Uus, Si Pemandu Sorak Cabor Bulu Tangkis di PON Jabar

Liputan6.com, Cirebon - "Pendek, Poton!" Teriakan nyaring itu selalu keluar dari mulut pria paruh baya di tengah-tengah penonton dalam sebuah pertandingan bulu tangkis PON Jabar, di GOR Bima. Dia selalu terlihat di setiap pertandingan bulu tangkis bertaraf nasional.

Sesekali pria yang dikenal bernama Uus ini berdiri bersorak mendukung para pemain bulu tangkis di lapangan. Meski sempat mendapat tanggapan dingin, teriakan Uus mendapat respons dari orang di sekitarnya. 

Pria 47 tahun ini datang dari Surabaya, Jawa Timur. Uus menjadi penonton setia beragam cabang olahraga sejak perhelatan PON 1996 di Jakarta. "Sejak tahun 1996 ikut event olahraga. Bulu tangkis, voli pantai, dan voli indoor. Sampai saya kenal atlet dan pelatih nasional di Indonesia," ungkap dia.

Sebagai pencinta olahraga, khususnya bulu tangkis, Uus rela menyisihkan sebagian penghasilannya dari berjualan kelontong di daerah Tandes, Surabaya. Saking seringnya hadir di pertandingan olahraga, nama Uus mulai kondang di antara para pelatih dan pemain. Seringkali, dia mendapat undangan menonton pertandingan di luar daerah dengan biaya bantuan dari PB PBSI.

Uus mengaku nyaris tidak pernah absen menonton pertandingan bulu tangkis bertaraf nasional di Pulau Jawa. Uus biasanya berangkat dengan biaya sendiri ke tempat pertandingan. Selain sering menghadiri perhelatan olahraga, Uus juga sering mondar -mandir di pelatnas atlet bulu tangkis di Cipayung, Jakarta Timur. Dia mengaku sudah dikenal oleh kalangan para atlet di sana.

Pemandu sorak cabor bulutangkis

Namun demikian, dia selalu menolak bantuan akomodasi ketika menonton pertandingan, seperti di PON Jabar. 

"Saya tidur di mana saja yang penting bisa nonton anak-anak bertanding. Kalau ke luar Jawa, saya baru di Riau dan Palembang. Kebanyakan di Pulau Jawa. Kadang dapat info kejuaraan juga dari klub bulutangkis. Saya diminta datang buat memotivasi," tuturnya

Uus memiliki bahasa tersendiri untuk memotivasi para atlet. Di antaranya Panjang-Pendek-Potong, Tinggi, Kanan-Kiri, Begen (back-hand). Bahasa yang diteriakkan Uus cukup menghibur perhatian para penonton.

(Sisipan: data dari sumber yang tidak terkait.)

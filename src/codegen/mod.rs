//! C++ header generation
//!
//! Emits the world configuration header, the level index and one header
//! per level. Text is built in memory and handed to [`OutputWriter`].

mod level_header;
mod level_index;
mod world_config;

pub use level_header::*;
pub use level_index::*;
pub use world_config::*;

use std::fmt::Display;
use std::fs;
use std::path::{Path, PathBuf};

use tracing::debug;

use crate::error::{PipelineError, Result};

/// Outcome of writing one output file
#[derive(Debug, Clone, Copy, PartialEq, Eq)]
pub enum WriteStatus {
    Written,
    /// Existing file already had this content
    Unchanged,
}

/// Writes generated files, leaving identical files untouched so the game's
/// incremental build does not recompile everything on every run.
#[derive(Debug, Default)]
pub struct OutputWriter {
    written: usize,
    unchanged: usize,
}

impl OutputWriter {
    pub fn new() -> Self {
        Self::default()
    }

    /// Write `data` to `path`, creating parent directories as needed
    pub fn write(&mut self, path: &Path, data: &[u8]) -> Result<WriteStatus> {
        if let Ok(existing) = fs::read(path) {
            if existing == data {
                debug!(path = %path.display(), "unchanged");
                self.unchanged += 1;
                return Ok(WriteStatus::Unchanged);
            }
        }

        if let Some(parent) = path.parent() {
            fs::create_dir_all(parent).map_err(|e| PipelineError::io(parent, e))?;
        }
        fs::write(path, data).map_err(|e| PipelineError::io(path, e))?;

        debug!(path = %path.display(), bytes = data.len(), "written");
        self.written += 1;
        Ok(WriteStatus::Written)
    }

    pub fn write_str(&mut self, path: &Path, text: &str) -> Result<WriteStatus> {
        self.write(path, text.as_bytes())
    }

    pub fn written(&self) -> usize {
        self.written
    }

    pub fn unchanged(&self) -> usize {
        self.unchanged
    }
}

/// Path of the generated header for a level
pub fn level_header_path(include_dir: &Path, level_id: usize) -> PathBuf {
    include_dir.join(format!("levels/level_{}.h", level_id))
}

/// `{a, b, c}` initializer list
pub fn brace_list<T: Display>(items: impl IntoIterator<Item = T>) -> String {
    let items: Vec<String> = items.into_iter().map(|i| i.to_string()).collect();
    format!("{{{}}}", items.join(", "))
}

/// Quote and escape text as a C string literal
pub fn c_string_literal(text: &str) -> String {
    let mut out = String::with_capacity(text.len() + 2);
    out.push('"');
    for c in text.chars() {
        match c {
            '"' => out.push_str("\\\""),
            '\\' => out.push_str("\\\\"),
            '\n' => out.push_str("\\n"),
            '\r' => out.push_str("\\r"),
            '\t' => out.push_str("\\t"),
            c => out.push(c),
        }
    }
    out.push('"');
    out
}

/// Reject names that cannot be emitted as C++ identifiers
pub fn check_identifier(context: &str, name: &str) -> Result<()> {
    let mut chars = name.chars();
    let valid = match chars.next() {
        Some(first) => {
            (first.is_ascii_alphabetic() || first == '_')
                && chars.all(|c| c.is_ascii_alphanumeric() || c == '_')
        }
        None => false,
    };
    if !valid {
        return Err(PipelineError::schema(
            context,
            format!("{:?} is not a valid C++ identifier", name),
        ));
    }
    Ok(())
}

Tidak sedikit penonton yang tertawa melihatnya. Walhasil, semua perhatian pun tertuju pada tingkah lakunya. Seringkali Uus mampu mendinginkan suasana dengan sikapnya itu. Uus berteriak menggunakan bahasanya sendiri sambil memperagakan sorakan dengan gerakan tubuh layaknya seorang pelatih bulu tangkis."Saya bukan ngawur atau asal bicara. Karena saya geregetan melihat atlet yang bertanding," tuturnya.

Ungkapan panjang, pendek, atau potong itu dilontarkan Uus agar pemain tanggap melihat bola dan bisa menyambar bola serta menghasilkan poin. Tinggi itu dimaksudkan untuk memukul bola ke belakang agar mudah dibaca. Sementara bahasa kanan dan kiri dimaksudkan agar bola susah dijangkau oleh lawan. "Kalau begen (back-hand) ya sama saja dengan pengertian umumnya," tutur dia.

Kiprah Uus kini mulai terkenal. Salah seorang penonton, Arifin, mengaku pernah melihat Uus di televisi dalam setiap pertandingan bulu tangkis."Saya sering lihat di teve dan sekarang lihat langsung, ternyata benar ada Pak Uus," ucap Arifin.

Aksi Uus, kata Arifin, tidak berbeda dengan yang ada di televisi. "Tiap turnamen selalu begitu, Mas. Bahasanya yang aneh, tapi memang menghibur juga," ujarnya.